Solo finché le separazioni, l’invecchiamento della popolazione e infine la pandemia non hanno assottigliato la disponibilità di queste famiglie che accompagnavano i minori sottratti a contesti famigliari difficili. Aggiungiamoci pure che le Famiglie amiche costituivano un ponte di collegamento con l'esterno e, in alcuni casi, di continuità dell'accompagnamento nell'inserimento sociale.

Cosa c’entrano le separazioni?

Molti volontari hanno cessato di esserlo perché il figlio o la figlia si separavano e dovevano occuparsi dei propri nipoti, comprensibilmente, prima che di quelli altrui. Poi c’è stato il Covid che ha cambiato tutti ed è cambiato anche il rapporto tra il giudice tutelare e il minore, che è diventato meno personale. Il taglio dei finanziamenti pubblici, infine, ha costretto i servizi sociali a lavorare meno sulla prevenzione e più sull’emergenza.

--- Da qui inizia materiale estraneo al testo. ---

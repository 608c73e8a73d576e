//! Theme constants for the tic-tac-toe GUI

use egui::Color32;

// Board colors - dark modern theme
pub const BOARD_BG: Color32 = Color32::from_rgb(32, 34, 37);
pub const CELL_BG: Color32 = Color32::from_rgb(45, 48, 53);

// Mark colors
pub const X_MARK: Color32 = Color32::from_rgb(235, 110, 100);
pub const O_MARK: Color32 = Color32::from_rgb(100, 170, 235);

// Markers
pub const WIN_HIGHLIGHT: Color32 = Color32::from_rgb(120, 220, 120);

// Panel colors
pub const PANEL_BG: Color32 = Color32::from_rgb(25, 27, 31);
pub const TEXT_PRIMARY: Color32 = Color32::from_rgb(240, 240, 245);
pub const TEXT_SECONDARY: Color32 = Color32::from_rgb(160, 165, 175);
pub const TEXT_MUTED: Color32 = Color32::from_rgb(120, 125, 135);

// Game-over banner
pub const BANNER_BG: Color32 = Color32::from_rgb(45, 80, 55);
pub const BUTTON_BG: Color32 = Color32::from_rgb(60, 100, 70);

// Sizes
pub const BOARD_MARGIN: f32 = 16.0;
pub const CELL_GAP: f32 = 10.0;
pub const CELL_CORNER_RADIUS: u8 = 6;
pub const MARK_INSET_RATIO: f32 = 0.24;
pub const MARK_STROKE_RATIO: f32 = 0.09;
pub const WIN_LINE_WIDTH: f32 = 6.0;

// Functions for colors that can't be const
pub fn mark_preview(mark: Color32) -> Color32 {
    mark.gamma_multiply(0.35)
}
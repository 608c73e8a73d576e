//! Draw detection
//!
//! A draw is a fully occupied board. Callers must check for a win first,
//! so a full board containing a winning line reports as a win, never a
//! draw.

use crate::board::{Board, Cell, Pos, BOARD_SIZE};

/// Check if the board is fully occupied
pub fn is_draw(board: &Board) -> bool {
    for row in 0..BOARD_SIZE {
        for col in 0..BOARD_SIZE {
            if board.get(Pos::new(row as u8, col as u8)) == Cell::Empty {
                return false;
            }
        }
    }
    true
}

#[cfg(test)]
mod tests {
    use super::*;
    use crate::board::Player;

    #[test]
    fn test_empty_board_not_draw() {
        let board = Board::new();
        assert!(!is_draw(&board));
    }

    #[test]
    fn test_one_empty_cell_not_draw() {
        let mut board = Board::new();
        for idx in 0..8 {
            board.place_mark(Pos::from_index(idx), Player::X);
        }
        assert!(!is_draw(&board));
    }

    #[test]
    fn test_full_board_is_draw() {
        let mut board = Board::new();
        // X O X / X O O / O X X, no line for either player
        let marks = [
            Player::X,
            Player::O,
            Player::X,
            Player::X,
            Player::O,
            Player::O,
            Player::O,
            Player::X,
            Player::X,
        ];
        for (idx, player) in marks.into_iter().enumerate() {
            board.place_mark(Pos::from_index(idx), player);
        }
        assert!(is_draw(&board));
        assert!(!crate::rules::has_win(&board, Player::X));
        assert!(!crate::rules::has_win(&board, Player::O));
    }
}
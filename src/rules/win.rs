//! Win condition checking
//!
//! A player wins by occupying all three cells of one line. There are 8
//! lines in total: 3 rows, 3 columns, 2 diagonals.

use crate::board::{Board, Player, Pos};

/// The 8 winning lines, enumerated statically
pub const LINES: [[Pos; 3]; 8] = [
    // Rows
    [Pos::new(0, 0), Pos::new(0, 1), Pos::new(0, 2)],
    [Pos::new(1, 0), Pos::new(1, 1), Pos::new(1, 2)],
    [Pos::new(2, 0), Pos::new(2, 1), Pos::new(2, 2)],
    // Columns
    [Pos::new(0, 0), Pos::new(1, 0), Pos::new(2, 0)],
    [Pos::new(0, 1), Pos::new(1, 1), Pos::new(2, 1)],
    [Pos::new(0, 2), Pos::new(1, 2), Pos::new(2, 2)],
    // Diagonals
    [Pos::new(0, 0), Pos::new(1, 1), Pos::new(2, 2)],
    [Pos::new(0, 2), Pos::new(1, 1), Pos::new(2, 0)],
];

/// Find a winning line for the given player if one exists
///
/// Returns the three positions of the first fully occupied line so the
/// UI can highlight it, `None` otherwise.
pub fn winning_line(board: &Board, player: Player) -> Option<[Pos; 3]> {
    let mark = player.mark();
    LINES
        .iter()
        .find(|line| line.iter().all(|&pos| board.get(pos) == mark))
        .copied()
}

/// Check if the given player holds a winning line
#[inline]
pub fn has_win(board: &Board, player: Player) -> bool {
    winning_line(board, player).is_some()
}

#[cfg(test)]
mod tests {
    use super::*;

    #[test]
    fn test_row_win() {
        let mut board = Board::new();
        for col in 0..3 {
            board.place_mark(Pos::new(0, col), Player::X);
        }
        assert!(has_win(&board, Player::X));
        assert!(!has_win(&board, Player::O));
    }

    #[test]
    fn test_column_win() {
        let mut board = Board::new();
        for row in 0..3 {
            board.place_mark(Pos::new(row, 1), Player::O);
        }
        assert!(has_win(&board, Player::O));
        assert!(!has_win(&board, Player::X));
    }

    #[test]
    fn test_main_diagonal_win() {
        let mut board = Board::new();
        for i in 0..3 {
            board.place_mark(Pos::new(i, i), Player::X);
        }
        assert!(has_win(&board, Player::X));
    }

    #[test]
    fn test_anti_diagonal_win() {
        let mut board = Board::new();
        for i in 0..3 {
            board.place_mark(Pos::new(i, 2 - i), Player::O);
        }
        assert!(has_win(&board, Player::O));
    }

    #[test]
    fn test_every_line_wins() {
        for line in LINES {
            let mut board = Board::new();
            for pos in line {
                board.place_mark(pos, Player::X);
            }
            assert!(has_win(&board, Player::X), "line {line:?} should win");
        }
    }

    #[test]
    fn test_mixed_line_not_win() {
        let mut board = Board::new();
        board.place_mark(Pos::new(0, 0), Player::X);
        board.place_mark(Pos::new(0, 1), Player::O);
        board.place_mark(Pos::new(0, 2), Player::X);
        assert!(!has_win(&board, Player::X));
        assert!(!has_win(&board, Player::O));
    }

    #[test]
    fn test_two_in_a_row_not_win() {
        let mut board = Board::new();
        board.place_mark(Pos::new(1, 0), Player::X);
        board.place_mark(Pos::new(1, 1), Player::X);
        assert!(!has_win(&board, Player::X));
    }

    #[test]
    fn test_empty_board_no_win() {
        let board = Board::new();
        assert!(!has_win(&board, Player::X));
        assert!(!has_win(&board, Player::O));
    }

    #[test]
    fn test_winning_line_positions() {
        let mut board = Board::new();
        for row in 0..3 {
            board.place_mark(Pos::new(row, 2), Player::X);
        }
        let line = winning_line(&board, Player::X).unwrap();
        assert_eq!(line, [Pos::new(0, 2), Pos::new(1, 2), Pos::new(2, 2)]);
        assert!(winning_line(&board, Player::O).is_none());
    }
}
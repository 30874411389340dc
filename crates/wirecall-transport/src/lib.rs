//! Byte-level transports for the wirecall protocol.
//!
//! The protocol's only demand on a link is the [`Transport`] contract:
//! exact-length reads and writes under a timeout, plus a way to discard
//! stale input. This crate provides the host-side implementations:
//!
//! - [`MemLink`] — connected in-memory pair for tests, demos and
//!   same-process peers;
//! - [`StreamTransport`] — adapter over any `Read + Write` handle
//!   (serial TTYs, socket pairs);
//! - [`Chunked`] — fixed-size transfer segmentation (I²C- and CAN-style
//!   buses);
//! - [`RepeatGuard`] — half-duplex receive guard against reading the
//!   bus idle level as a frame.
//!
//! Device-specific byte I/O (termios setup, bus adapters) stays outside:
//! anything that can read and write bytes with a short OS timeout plugs
//! into [`StreamTransport`].

pub mod chunked;
pub mod guard;
pub mod mem;
pub mod stream;
pub mod traits;

pub use chunked::{Chunked, CAN_CHUNK, I2C_CHUNK};
pub use guard::RepeatGuard;
pub use mem::MemLink;
pub use stream::StreamTransport;
pub use traits::{NullLink, Transport};
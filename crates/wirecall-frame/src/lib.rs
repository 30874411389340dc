//! Packet framing for the wirecall protocol.
//!
//! Every exchange on the wire is a fixed-layout packet:
//!
//! ```text
//! ┌────────────┬──────────────────┬────────────┐
//! │ Magic (2B) │ Payload (N B)    │ CRC-16 (2B)│
//! │ LE u16     │                  │ LE u16     │
//! └────────────┴──────────────────┴────────────┘
//! ```
//!
//! The magic identifies the protocol phase, the CRC covers magic and
//! payload, and all multi-byte integers are little-endian. Procedures
//! are addressed by a 32-bit hash of their name so that command headers
//! stay fixed-size regardless of name length.
//!
//! This crate is pure computation: no I/O, no timing. Transports and the
//! call state machines build on top of it.

pub mod codec;
pub mod crc;
pub mod error;
pub mod hash;

pub use codec::{
    check_packet, encode_packet, packet, COMMAND_DATA_MAGIC, COMMAND_HEADER_MAGIC,
    PACKET_OVERHEAD, RESULT_DATA_MAGIC, RESULT_HEADER_MAGIC, STREAM_DATA_MAGIC,
    STREAM_SETUP_MAGIC,
};
pub use crc::crc16;
pub use error::{FrameError, Result};
pub use hash::procedure_hash;
use std::time::Duration;

/// A byte-level link between two call peers.
///
/// The contract is minimal: exact-length reads and writes
/// under a millisecond-scale budget, plus the ability to discard stale
/// input. The protocol layers above never see partial transfers: an
/// operation either moves every requested byte within its timeout or
/// reports failure, and the retry loops re-issue the whole exchange.
///
/// Failures are reported as `false` rather than an error type: the call
/// state machines treat every transport failure identically (retry until
/// the budget expires), so there is nothing to dispatch on.
pub trait Transport {
    /// Read exactly `buf.len()` bytes within `timeout`.
    ///
    /// On failure the buffer may be partially overwritten; callers must
    /// not interpret its contents. Bytes consumed by a failed read are
    /// gone, and the next attempt starts with [`drain`](Transport::drain).
    fn recv_exact(&mut self, buf: &mut [u8], timeout: Duration) -> bool;

    /// Write all of `data` within `timeout`.
    fn send_all(&mut self, data: &[u8], timeout: Duration) -> bool;

    /// Discard any pending input bytes (partial frames from an aborted
    /// exchange).
    fn drain(&mut self);

    /// Advised cap on a stream writer's credit window. Half-duplex links
    /// return 1 so the writer never bursts into a bus it shares with its
    /// reader. Must be at least 1.
    fn writer_queue_depth_max(&self) -> u32 {
        255
    }
}

impl<T: Transport + ?Sized> Transport for &mut T {
    fn recv_exact(&mut self, buf: &mut [u8], timeout: Duration) -> bool {
        (**self).recv_exact(buf, timeout)
    }

    fn send_all(&mut self, data: &[u8], timeout: Duration) -> bool {
        (**self).send_all(data, timeout)
    }

    fn drain(&mut self) {
        (**self).drain()
    }

    fn writer_queue_depth_max(&self) -> u32 {
        (**self).writer_queue_depth_max()
    }
}

/// A link that discards all writes and never produces input.
///
/// Useful as a placeholder when a peer is not yet attached.
pub struct NullLink;

impl Transport for NullLink {
    fn recv_exact(&mut self, _buf: &mut [u8], timeout: Duration) -> bool {
        std::thread::sleep(timeout);
        false
    }

    fn send_all(&mut self, _data: &[u8], _timeout: Duration) -> bool {
        true
    }

    fn drain(&mut self) {}
}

Come pensate di porre rimedio, oggi, a tutti questi problemi?

Offrendo testimonianze e buone pratiche agli educatori delle strutture associate a Uneba, innanzi tutto. Il convegno di questi giorni era diretto agli addetti ai lavori - educatori, assistenti sociali, servizi, famiglia e scuola – che ne hanno un gran bisogno, perché la formazione e la ricerca sono diventate sempre più difficili, anche a causa della pandemia. Si sono acuiti i problemi dei ragazzi e dei bambini, legati alla salute mentale, al bullismo, al cyber - bullismo, alle dipendenze patologiche, all’abuso di alcol, abusi e maltrattamenti, violenza di genere, fluidità sessuale e povertà educativa. Queste problematiche, oltre ad essere strettamente legate alle fragilità dei minori, sono vissute quotidianamente dagli operatori e dagli enti associati che devono fare i conti anche con la difficoltà di accesso ai servizi esterni. Riprogettare la prevenzione ormai non è più dilazionabile, occorre agire in anticipo, intercettare le prime avvisaglie di disagio psichico degli adolescenti ponendo attenzione anche ai minori disabili.